■ **Problem description**: Print all the data, keeping every line exactly as it is.

■ **Provided data**:
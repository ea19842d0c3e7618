//! Plain-text grid layouts.
//!
//! A layout is a block of whitespace-separated two-character tokens, one line
//! per grid row:
//!
//! | token | object |
//! |-------|--------|
//! | `..` | floor |
//! | `WL` | wall |
//! | `HD` | hidden |
//! | `MO` | moving obstacle |
//! | `E?` | exit |
//! | `K?` | key |
//! | `B?` | beacon |
//! | `T?` | telepod |
//! | `D?` | closed door |
//! | `O?` | open door |
//! | `L?` | locked door |
//! | `AN` `AS` `AE` `AW` | agent on floor, facing N/S/E/W |
//!
//! `?` is a color: `R`, `G`, `B`, `Y`, or `-` for none.

use crate::{
    agent::Agent,
    geometry::{Orientation, Position},
    map::Grid,
    object::{Color, DoorState, GridObject},
    state::State,
};

#[derive(Debug, Clone, PartialEq, Eq, thiserror::Error)]
pub enum LayoutError {
    #[error("layout is empty")]
    Empty,
    #[error("inconsistent width at row {row}: expected {expected}, found {found}")]
    InconsistentWidth {
        row: usize,
        expected: usize,
        found: usize,
    },
    #[error("unknown layout token '{token}' at {position}")]
    UnknownToken { token: String, position: Position },
    #[error("no agent ('A?') found in layout")]
    MissingAgent,
    #[error("multiple agents found in layout, second at {0}")]
    MultipleAgents(Position),
}

fn parse_color(c: char) -> Option<Color> {
    match c {
        '-' => Some(Color::None),
        'R' => Some(Color::Red),
        'G' => Some(Color::Green),
        'B' => Some(Color::Blue),
        'Y' => Some(Color::Yellow),
        _ => None,
    }
}

fn parse_orientation(c: char) -> Option<Orientation> {
    match c {
        'N' => Some(Orientation::N),
        'S' => Some(Orientation::S),
        'E' => Some(Orientation::E),
        'W' => Some(Orientation::W),
        _ => None,
    }
}

enum Token {
    Object(GridObject),
    Agent(Orientation),
}

fn parse_token(token: &str) -> Option<Token> {
    match token {
        ".." => return Some(Token::Object(GridObject::Floor)),
        "WL" => return Some(Token::Object(GridObject::Wall)),
        "HD" => return Some(Token::Object(GridObject::Hidden)),
        "MO" => return Some(Token::Object(GridObject::MovingObstacle)),
        _ => {}
    }

    let mut chars = token.chars();
    let (kind, attribute) = match (chars.next(), chars.next(), chars.next()) {
        (Some(kind), Some(attribute), None) => (kind, attribute),
        _ => return None,
    };

    if kind == 'A' {
        return parse_orientation(attribute).map(Token::Agent);
    }

    let color = parse_color(attribute)?;
    let obj = match kind {
        'E' => GridObject::Exit { color },
        'K' => GridObject::Key { color },
        'B' => GridObject::Beacon { color },
        'T' => GridObject::Telepod { color },
        'D' => GridObject::Door {
            state: DoorState::Closed,
            color,
        },
        'O' => GridObject::Door {
            state: DoorState::Open,
            color,
        },
        'L' => GridObject::Door {
            state: DoorState::Locked,
            color,
        },
        _ => return None,
    };
    Some(Token::Object(obj))
}

/// Parses a layout into an initial state.
pub fn parse_layout(layout: &str) -> Result<State, LayoutError> {
    let lines: Vec<&str> = layout
        .trim()
        .lines()
        .map(str::trim)
        .filter(|line| !line.is_empty())
        .collect();
    if lines.is_empty() {
        return Err(LayoutError::Empty);
    }

    let mut rows: Vec<Vec<GridObject>> = Vec::with_capacity(lines.len());
    let mut agent: Option<Agent> = None;

    for (y, line) in lines.iter().enumerate() {
        let tokens: Vec<&str> = line.split_whitespace().collect();
        if let Some(first) = rows.first() {
            if tokens.len() != first.len() {
                return Err(LayoutError::InconsistentWidth {
                    row: y,
                    expected: first.len(),
                    found: tokens.len(),
                });
            }
        }

        let mut row = Vec::with_capacity(tokens.len());
        for (x, token) in tokens.iter().enumerate() {
            let position = Position::new(y as i32, x as i32);
            match parse_token(token) {
                Some(Token::Object(obj)) => row.push(obj),
                Some(Token::Agent(orientation)) => {
                    if agent.is_some() {
                        return Err(LayoutError::MultipleAgents(position));
                    }
                    agent = Some(Agent::new(position, orientation));
                    row.push(GridObject::Floor);
                }
                None => {
                    return Err(LayoutError::UnknownToken {
                        token: token.to_string(),
                        position,
                    });
                }
            }
        }
        rows.push(row);
    }

    let agent = agent.ok_or(LayoutError::MissingAgent)?;
    // widths were checked row by row above
    let grid = Grid::from_rows(rows).ok_or(LayoutError::Empty)?;
    Ok(State::new(grid, agent))
}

■ **Answer to this exercise**:
repository ea19842d0c3e7618
//! Plain-text grid layouts.
//!
//! A layout is a block of whitespace-separated two-character tokens, one line
//! per grid row:
//!
//! | token | object |
//! |-------|--------|
//! | `..` | floor |
//! | `WL` | wall |
//! | `HD` | hidden |
//! | `MO` | moving obstacle |
//! | `E?` | exit |
//! | `K?` | key |
//! | `B?` | beacon |
//! | `T?` | telepod |
//! | `D?` | closed door |
//! | `O?` | open door |
//! | `L?` | locked door |
//! | `AN` `AS` `AE` `AW` | agent on floor, facing N/S/E/W |
//!
//! `?` is a color: `R`, `G`, `B`, `Y`, or `-` for none.

use crate::{
    agent::Agent,
    geometry::{Orientation, Position},
    map::Grid,
    object::{Color, DoorState, GridObject},
    state::State,
};

#[derive(Debug, Clone, PartialEq, Eq, thiserror::Error)]
pub enum LayoutError {
    #[error("layout is empty")]
    Empty,
    #[error("inconsistent width at row {row}: expected {expected}, found {found}")]
    InconsistentWidth {
        row: usize,
        expected: usize,
        found: usize,
    },
    #[error("unknown layout token '{token}' at {position}")]
    UnknownToken { token: String, position: Position },
    #[error("no agent ('A?') found in layout")]
    MissingAgent,
    #[error("multiple agents found in layout, second at {0}")]
    MultipleAgents(Position),
}

fn parse_color(c: char) -> Option<Color> {
    match c {
        '-' => Some(Color::None),
        'R' => Some(Color::Red),
        'G' => Some(Color::Green),
        'B' => Some(Color::Blue),
        'Y' => Some(Color::Yellow),
        _ => None,
    }
}

fn parse_orientation(c: char) -> Option<Orientation> {
    match c {
        'N' => Some(Orientation::N),
        'S' => Some(Orientation::S),
        'E' => Some(Orientation::E),
        'W' => Some(Orientation::W),
        _ => None,
    }
}

enum Token {
    Object(GridObject),
    Agent(Orientation),
}

fn parse_token(token: &str) -> Option<Token> {
    match token {
        ".." => return Some(Token::Object(GridObject::Floor)),
        "WL" => return Some(Token::Object(GridObject::Wall)),
        "HD" => return Some(Token::Object(GridObject::Hidden)),
        "MO" => return Some(Token::Object(GridObject::MovingObstacle)),
        _ => {}
    }

    let mut chars = token.chars();
    let (kind, attribute) = match (chars.next(), chars.next(), chars.next()) {
        (Some(kind), Some(attribute), None) => (kind, attribute),
        _ => return None,
    };

    if kind == 'A' {
        return parse_orientation(attribute).map(Token::Agent);
    }

    let color = parse_color(attribute)?;
    let obj = match kind {
        'E' => GridObject::Exit { color },
        'K' => GridObject::Key { color },
        'B' => GridObject::Beacon { color },
        'T' => GridObject::Telepod { color },
        'D' => GridObject::Door {
            state: DoorState::Closed,
            color,
        },
        'O' => GridObject::Door {
            state: DoorState::Open,
            color,
        },
        'L' => GridObject::Door {
            state: DoorState::Locked,
            color,
        },
        _ => return None,
    };
    Some(Token::Object(obj))
}

/// Parses a layout into an initial state.
pub fn parse_layout(layout: &str) -> Result<State, LayoutError> {
    let lines: Vec<&str> = layout
        .trim()
        .lines()
        .map(str::trim)
        .filter(|line| !line.is_empty())
        .collect();
    if lines.is_empty() {
        return Err(LayoutError::Empty);
    }

    let mut rows: Vec<Vec<GridObject>> = Vec::with_capacity(lines.len());
    let mut agent: Option<Agent> = None;

    for (y, line) in lines.iter().enumerate() {
        let tokens: Vec<&str> = line.split_whitespace().collect();
        if let Some(first) = rows.first() {
            if tokens.len() != first.len() {
                return Err(LayoutError::InconsistentWidth {
                    row: y,
                    expected: first.len(),
                    found: tokens.len(),
                });
            }
        }

        let mut row = Vec::with_capacity(tokens.len());
        for (x, token) in tokens.iter().enumerate() {
            let position = Position::new(y as i32, x as i32);
            match parse_token(token) {
                Some(Token::Object(obj)) => row.push(obj),
                Some(Token::Agent(orientation)) => {
                    if agent.is_some() {
                        return Err(LayoutError::MultipleAgents(position));
                    }
                    agent = Some(Agent::new(position, orientation));
                    row.push(GridObject::Floor);
                }
                None => {
                    return Err(LayoutError::UnknownToken {
                        token: token.to_string(),
                        position,
                    });
                }
            }
        }
        rows.push(row);
    }

    let agent = agent.ok_or(LayoutError::MissingAgent)?;
    // widths were checked row by row above
    let grid = Grid::from_rows(rows).ok_or(LayoutError::Empty)?;
    Ok(State::new(grid, agent))
}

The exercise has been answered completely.